Mercado de carregadores residenciais deve ultrapassar R$ 3 bilhões nos próximos anos
O carro elétrico deixou de ser promessa e já redefine a rotina dos brasileiros. Com mais de 300 mil veículos eletrificados circulando no país, a pressão sobre a infraestrutura pública de recarga cresce, mas é dentro das residências que o movimento ganha força. Garagens de casas e condomínios estão se transformando em verdadeiros “postos particulares”, impulsionando um mercado bilionário de carregadores domésticos.

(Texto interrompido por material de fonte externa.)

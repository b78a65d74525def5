use clap::{Parser, ValueEnum};
use routeclust::debug_helpers::{BoardArgs, init_tracing, random_board};
use routeclust::{Convergence, EmptyGroupPolicy, Init, KMeansOptions, find_centers_extra, rng};
use std::process::ExitCode;
use std::time::Instant;

#[derive(Clone, Copy, ValueEnum)]
enum InitArg {
    Random,
    PlusPlus,
}

#[derive(Parser)]
struct Args {
    #[command(flatten)]
    board: BoardArgs,

    /// How to pick the initial centers
    #[arg(long, value_enum, default_value_t = InitArg::Random)]
    init: InitArg,

    /// Stop once no center moves more than this (exact set equality if unset)
    #[arg(long)]
    tolerance: Option<f64>,

    #[arg(long, default_value_t = routeclust::kmeans::DEFAULT_MAX_ITER)]
    max_iter: usize,

    /// Keep the previous center of an empty group instead of failing
    #[arg(long)]
    keep_empty: bool,

    /// Print the whole result as JSON
    #[arg(long)]
    json: bool,
}

fn main() -> ExitCode {
    let args = Args::parse();
    init_tracing(args.board.verbose);

    let mut rng = rng::from_seed(args.board.seed);
    let board = random_board(&mut rng, args.board.points);

    let options = KMeansOptions {
        max_iter: args.max_iter,
        convergence: args
            .tolerance
            .map_or(Convergence::Exact, Convergence::Tolerance),
        init: match args.init {
            InitArg::Random => Init::Random,
            InitArg::PlusPlus => Init::PlusPlus,
        },
        empty_groups: if args.keep_empty {
            EmptyGroupPolicy::KeepPrevious
        } else {
            EmptyGroupPolicy::Error
        },
    };

    let t = Instant::now();
    let result = match find_centers_extra(&mut rng, &board, args.board.k, &options) {
        Ok(result) => result,
        Err(e) => {
            eprintln!("error: {e}");
            return ExitCode::FAILURE;
        }
    };
    let elapsed = t.elapsed();

    if args.json {
        println!("{}", serde_json::to_string_pretty(&result).unwrap());
        return ExitCode::SUCCESS;
    }

    for (i, (center, group)) in result.centers.iter().zip(&result.groups).enumerate() {
        let c = center.coords();
        println!(
            "group {}: {} points, center ({:.4}, {:.4})",
            i + 1,
            group.len(),
            c[0],
            c[1],
        );
    }
    println!(
        "n={}, k={}, iterations={}, converged={}, inertia={:.4}, {:?}",
        board.len(),
        result.k(),
        result.iterations,
        result.converged,
        result.inertia(),
        elapsed,
    );

    ExitCode::SUCCESS
}
use super::{Init, plus_plus_init};
use crate::types::{Point, cmp_coords};
use crate::{
    ClusteringError, DuplicateInitialIndexSnafu, InitialCenterCountSnafu,
    InitialCenterDimensionSnafu, InitialIndexOutOfRangeSnafu, TooFewDistinctPointsSnafu,
};
use rand::RngExt;
use rand::seq::index;
use snafu::ensure;

/// First position of every distinct coordinate tuple, in input order.
pub fn distinct_positions<P: AsRef<[f64]>>(points: &[P]) -> Vec<usize> {
    let mut positions: Vec<usize> = (0..points.len()).collect();
    positions.sort_by(|&a, &b| {
        cmp_coords(points[a].as_ref(), points[b].as_ref()).then_with(|| a.cmp(&b))
    });
    positions.dedup_by(|later, kept| {
        cmp_coords(points[*later].as_ref(), points[*kept].as_ref()).is_eq()
    });
    positions.sort_unstable();
    positions
}

fn check_distinct(distinct: usize, k: usize) -> Result<(), ClusteringError> {
    ensure!(k <= distinct, TooFewDistinctPointsSnafu { k, distinct });
    Ok(())
}

/// `k` positions holding pairwise distinct points, uniformly, without
/// replacement. Stops sharing an address count once.
pub fn random_init<P: AsRef<[f64]>>(
    rng: &mut impl RngExt,
    points: &[P],
    k: usize,
) -> Result<Vec<usize>, ClusteringError> {
    let distinct = distinct_positions(points);
    check_distinct(distinct.len(), k)?;

    Ok(index::sample(rng, distinct.len(), k)
        .into_iter()
        .map(|i| distinct[i])
        .collect())
}

fn check_indices(indices: &[usize], n: usize, k: usize) -> Result<(), ClusteringError> {
    ensure!(
        indices.len() == k,
        InitialCenterCountSnafu {
            k,
            found: indices.len()
        }
    );

    let mut seen = vec![false; n];
    for &index in indices {
        ensure!(index < n, InitialIndexOutOfRangeSnafu { index, n });
        ensure!(!seen[index], DuplicateInitialIndexSnafu { index });
        seen[index] = true;
    }
    Ok(())
}

fn check_centers(centers: &[Point], k: usize, dim: usize) -> Result<(), ClusteringError> {
    ensure!(
        centers.len() == k,
        InitialCenterCountSnafu {
            k,
            found: centers.len()
        }
    );
    for (index, center) in centers.iter().enumerate() {
        ensure!(
            center.dim() == dim,
            InitialCenterDimensionSnafu {
                index,
                expected: dim,
                found: center.dim(),
            }
        );
    }
    Ok(())
}

/// Builds the first set of centers. Points must already be validated against
/// `k` and `dim`.
pub fn initial_centers<P: AsRef<[f64]>>(
    rng: &mut impl RngExt,
    points: &[P],
    k: usize,
    dim: usize,
    init: &Init,
) -> Result<Vec<Point>, ClusteringError> {
    let n = points.len();
    let indices = match init {
        Init::Random => random_init(rng, points, k)?,
        Init::PlusPlus => {
            check_distinct(distinct_positions(points).len(), k)?;
            plus_plus_init::find_initial(rng, points, k)
        }
        Init::Indices(indices) => {
            check_indices(indices, n, k)?;
            indices.clone()
        }
        Init::Centers(centers) => {
            check_centers(centers, k, dim)?;
            return Ok(centers.clone());
        }
    };

    Ok(indices
        .into_iter()
        .map(|i| Point::new(points[i].as_ref()))
        .collect())
}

De janeiro a maio de 2026, foram emplacados cerca de 167 mil veículos eletrificados, um salto de 135% em relação ao mesmo período do ano anterior. A expectativa é que o setor bata novos recordes e ultrapasse a marca de 300 mil unidades vendidas até o fim do ano. Esse avanço acelera a demanda por soluções de recarga seguras e eficientes, tornando o carregamento residencial a alternativa mais prática e econômica para o consumidor.

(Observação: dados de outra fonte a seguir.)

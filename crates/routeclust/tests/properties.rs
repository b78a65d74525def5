use proptest::prelude::*;
use rand::SeedableRng;
use rand_xoshiro::Xoshiro256PlusPlus;
use routeclust::{
    ClusteringError, EmptyGroupPolicy, ErrorKind, Init, KMeansOptions, find_centers,
    find_centers_extra, find_centers_seeded,
};
use std::collections::BTreeSet;

fn board_and_k() -> impl Strategy<Value = (Vec<[f64; 2]>, usize)> {
    prop::collection::vec(
        (-1_000.0f64..1_000.0, -1_000.0f64..1_000.0).prop_map(|(x, y)| [x, y]),
        1..60,
    )
    .prop_flat_map(|points| {
        let n = points.len();
        (Just(points), 1..=n)
    })
}

// Stops on a small street grid, so many of them share an address
fn grid_and_k() -> impl Strategy<Value = (Vec<[f64; 2]>, usize)> {
    prop::collection::vec((0i32..4, 0i32..4), 1..40).prop_flat_map(|cells| {
        let distinct = cells.iter().collect::<BTreeSet<_>>().len();
        let points: Vec<[f64; 2]> = cells
            .iter()
            .map(|&(x, y)| [f64::from(x) * 100.0, f64::from(y) * 100.0])
            .collect();
        (Just(points), 1..=distinct)
    })
}

fn lenient(init: Init) -> KMeansOptions {
    KMeansOptions {
        init,
        empty_groups: EmptyGroupPolicy::KeepPrevious,
        ..Default::default()
    }
}

fn run(points: &[[f64; 2]], k: usize, seed: u64, init: Init) -> routeclust::Clustering {
    let mut rng = Xoshiro256PlusPlus::seed_from_u64(seed);
    find_centers_extra(&mut rng, points, k, &lenient(init)).unwrap()
}

proptest! {
    #![proptest_config(ProptestConfig::with_cases(128))]

    #[test]
    fn every_point_in_exactly_one_group((points, k) in board_and_k(), seed in any::<u64>()) {
        let result = run(&points, k, seed, Init::Random);

        prop_assert_eq!(result.assignments.len(), points.len());
        prop_assert_eq!(result.centers.len(), k);
        prop_assert_eq!(result.groups.len(), k);
        prop_assert_eq!(result.group_sizes().iter().sum::<usize>(), points.len());

        for (i, point) in points.iter().enumerate() {
            let group = result.assignments[i];
            prop_assert!(group < k);
            prop_assert!(result.members(group).any(|m| m == i));
            prop_assert!(result.groups[group].iter().any(|p| p.coords() == point.as_slice()));
        }
    }

    #[test]
    fn group_count_is_bounded((points, k) in board_and_k(), seed in any::<u64>()) {
        let result = run(&points, k, seed, Init::PlusPlus);
        let non_empty = result.non_empty_groups();
        prop_assert!((1..=k).contains(&non_empty));
    }

    #[test]
    fn centers_are_means_of_their_groups((points, k) in board_and_k(), seed in any::<u64>()) {
        let result = run(&points, k, seed, Init::Random);

        for (center, group) in result.centers.iter().zip(&result.groups) {
            if group.is_empty() {
                continue;
            }
            for d in 0..2 {
                let mean = group.iter().map(|p| p.coords()[d]).sum::<f64>() / group.len() as f64;
                let c = center.coords()[d];
                prop_assert!((c - mean).abs() <= 1e-9 * mean.abs().max(1.0), "{} vs {}", c, mean);
            }
        }
    }

    #[test]
    fn same_seed_same_clustering((points, k) in board_and_k(), seed in any::<u64>()) {
        let a = run(&points, k, seed, Init::Random);
        let b = run(&points, k, seed, Init::Random);
        prop_assert_eq!(a, b);
    }

    #[test]
    fn default_policy_only_fails_on_empty_groups((points, k) in board_and_k()) {
        match find_centers(&points, k) {
            Ok(result) => prop_assert_eq!(result.non_empty_groups(), k),
            Err(e @ ClusteringError::EmptyGroup { .. }) => {
                prop_assert_eq!(e.kind(), ErrorKind::InvalidClusteringState);
            }
            Err(e) => prop_assert!(false, "unexpected error: {}", e),
        }
    }

    #[test]
    fn shared_addresses_never_empty_the_first_pass((points, k) in grid_and_k(), seed in any::<u64>()) {
        match find_centers_seeded(&points, k, seed) {
            Ok(result) => prop_assert_eq!(result.non_empty_groups(), k),
            Err(ClusteringError::EmptyGroup { iteration, .. }) => prop_assert!(iteration > 1),
            Err(e) => prop_assert!(false, "unexpected error: {}", e),
        }
    }

    #[test]
    fn k_above_point_count_is_rejected((points, _) in board_and_k(), extra in 1usize..5) {
        let err = find_centers(&points, points.len() + extra).unwrap_err();
        prop_assert_eq!(err.kind(), ErrorKind::InvalidArgument);
    }
}

#[test]
fn singletons() {
    let points = [[3.0, 1.0], [-2.0, 7.5], [0.0, 0.0], [100.0, -40.0], [5.5, 5.5]];
    let result = find_centers(&points, points.len()).unwrap();

    assert_eq!(result.iterations, 1);
    assert!(result.converged);
    assert!(result.groups.iter().all(|g| g.len() == 1));
}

“Estamos vivendo uma mudança estrutural na relação do brasileiro com o automóvel. O abastecimento deixa de acontecer exclusivamente nos postos e passa a fazer parte da rotina dentro de casa. A garagem está se transformando em um posto particular”, afirma Júnior Miranda, CEO da GreenV.
O mercado de recarga residencial já movimenta cerca de R$ 1 bilhão e deve ultrapassar R$ 3 bilhões nos próximos anos. Os chamados wallboxes, carregadores de parede com potências que vão de 7,4 kW a 22 kW, reduzem o tempo de recarga para poucas horas e começam a ganhar escala, com preços entre R$ 2.500 e R$ 8.000. A instalação elétrica, que varia de R$ 2.000 a R$ 5.000, também se torna prioridade nas residências, exigindo avaliação técnica para garantir segurança e eficiência.
Além da praticidade, o custo operacional reduzido é um dos principais atrativos. O quilômetro rodado de um carro elétrico continua mais barato que o dos modelos a combustão, e a integração com sistemas de energia solar fortalece o conceito de autonomia energética. Para muitos consumidores, o carro elétrico representa não apenas uma mudança tecnológica, mas uma transformação completa na forma de consumir energia.